I always thought it was strange that people put romaine lettuce in salad.
I think romaine is rather tame its good for salads cause its crunchy.
My wife bought “the rav Moshe Haggadah” and in it rav Moshe says romaine is better than horseradish because it’s just like the shibud it was sweet in the beginning and then it became bitter
But it’s too bitter for salad.
ca, the g’mara is p’sachim 39a says that about chazeres.
Romaine lettuce leaves used for lettuce are usually not from a mature plant. The leaves become bitter as the plant matures.
And therefore what?
I’m quoting you b’sheim Rav Moshe
CA, why would you quote it b’sheim R’ Moshe is it’s b’feirush a g’mara?
Romaine is the best form of maror to use. Radicchio isn’t mentioned as suitable, and no poskim ever used it. Some, including Rav Aharon Kotler, would use iceberg lettuce. I’ve seen iceberg used in communal sedarim because it’s cheaper than romaine, and poses less of a tolaim concern, although there are still bugs in iceberg.
1) I never learned that Gemara
2) chazeres might have different rules than maror
AFAIK, horseradish isn’t bitter at any stage of growth. It’s sharp. If you grow romaine and let it bolt (produce flowers), it’s allegedly bitter.
I don’t find horseradish bitter, or sharp either. It’s some other quality, shared with ammonia.
I call it “nasally caustic”
since the nasal passages, to which horseradish fumes rise, are connected to the eyes lacrimal canals, a good chrain does tend to produce tears. Maybe that’s an additional maaleh of horseradish.
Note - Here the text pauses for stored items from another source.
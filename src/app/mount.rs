use tokio::{sync::mpsc::Sender, task::JoinHandle};

use crate::{
    app::events::{AppEvent, Epoch, schedule_flash_clear, start_frame_task, start_strike_task},
    fx::{
        Scene,
        render_loop::FrameLoop,
        surface::{Surface, Viewport},
        thunder::ThunderStorm,
    },
};

/// One mounted effect together with every timer feeding it.
#[derive(Debug)]
pub struct Mount {
    epoch: Epoch,
    scene: Scene,
    frame_loop: FrameLoop,
    tasks: Vec<JoinHandle<()>>,
}

impl Mount {
    /// A mount with no timers attached; frames are driven by the caller.
    #[must_use]
    pub fn new(epoch: Epoch, scene: Scene) -> Self {
        Self {
            epoch,
            scene,
            frame_loop: FrameLoop::new(),
            tasks: Vec::new(),
        }
    }

    /// Mounts `scene` and starts its frame ticker and, for thunder, the
    /// strike ticker.
    #[must_use]
    pub fn start(epoch: Epoch, scene: Scene, tx: &Sender<AppEvent>, fps: u8) -> Self {
        let mut mount = Self::new(epoch, scene);
        mount.track(start_frame_task(tx.clone(), epoch, fps));
        if let Some(period) = mount
            .scene
            .as_thunder()
            .and_then(ThunderStorm::strike_period)
        {
            mount.track(start_strike_task(tx.clone(), epoch, period));
        }
        log::info!("mounted effect #{epoch} at {fps} fps");
        mount
    }

    #[must_use]
    pub fn epoch(&self) -> Epoch {
        self.epoch
    }

    #[must_use]
    pub fn scene(&self) -> &Scene {
        &self.scene
    }

    #[must_use]
    pub fn is_live(&self) -> bool {
        self.frame_loop.is_running()
    }

    #[must_use]
    pub fn frames(&self) -> u64 {
        self.frame_loop.frames()
    }

    pub fn frame(&mut self, surface: &mut dyn Surface) -> bool {
        self.frame_loop.tick(&mut self.scene, surface)
    }

    /// Strike timer tick. On a strike the flash clear is scheduled here so
    /// it is cancelled together with the mount.
    pub fn strike_check(&mut self, viewport: Viewport, tx: &Sender<AppEvent>) -> Option<u64> {
        if !self.is_live() {
            return None;
        }
        let generation = self.scene.as_thunder_mut()?.strike_tick(viewport)?;
        self.track(schedule_flash_clear(tx.clone(), self.epoch, generation));
        Some(generation)
    }

    pub fn clear_flash(&mut self, generation: u64) -> bool {
        if !self.is_live() {
            return false;
        }
        self.scene
            .as_thunder_mut()
            .is_some_and(|storm| storm.clear_flash(generation))
    }

    #[must_use]
    pub fn flash_active(&self) -> bool {
        self.is_live()
            && self
                .scene
                .as_thunder()
                .is_some_and(ThunderStorm::flash_active)
    }

    /// Cancels the frame loop and aborts every pending timer. Safe to call
    /// repeatedly; returns whether this call did the work.
    pub fn teardown(&mut self) -> bool {
        let was_live = self.frame_loop.cancel();
        for task in self.tasks.drain(..) {
            task.abort();
        }
        if was_live {
            log::info!("tore down effect #{}", self.epoch);
        }
        was_live
    }

    fn track(&mut self, handle: JoinHandle<()>) {
        self.tasks.retain(|task| !task.is_finished());
        self.tasks.push(handle);
    }
}

impl Drop for Mount {
    fn drop(&mut self) {
        self.teardown();
    }
}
Romaine was always considered “bitter” because of the hardship in cleaning it from bugs. With Bodek romaine that no longer is the case. However, I learned in a shiur that romaine is the major of choice, because the Gemarah says what is chazeres? Chassa (lettuce). Within the name of chassa, spelled Ches Samech Hei, is found the expression of Chas Hashem. Hashem is chas (Meracheim) on us, especially in our most bitter times.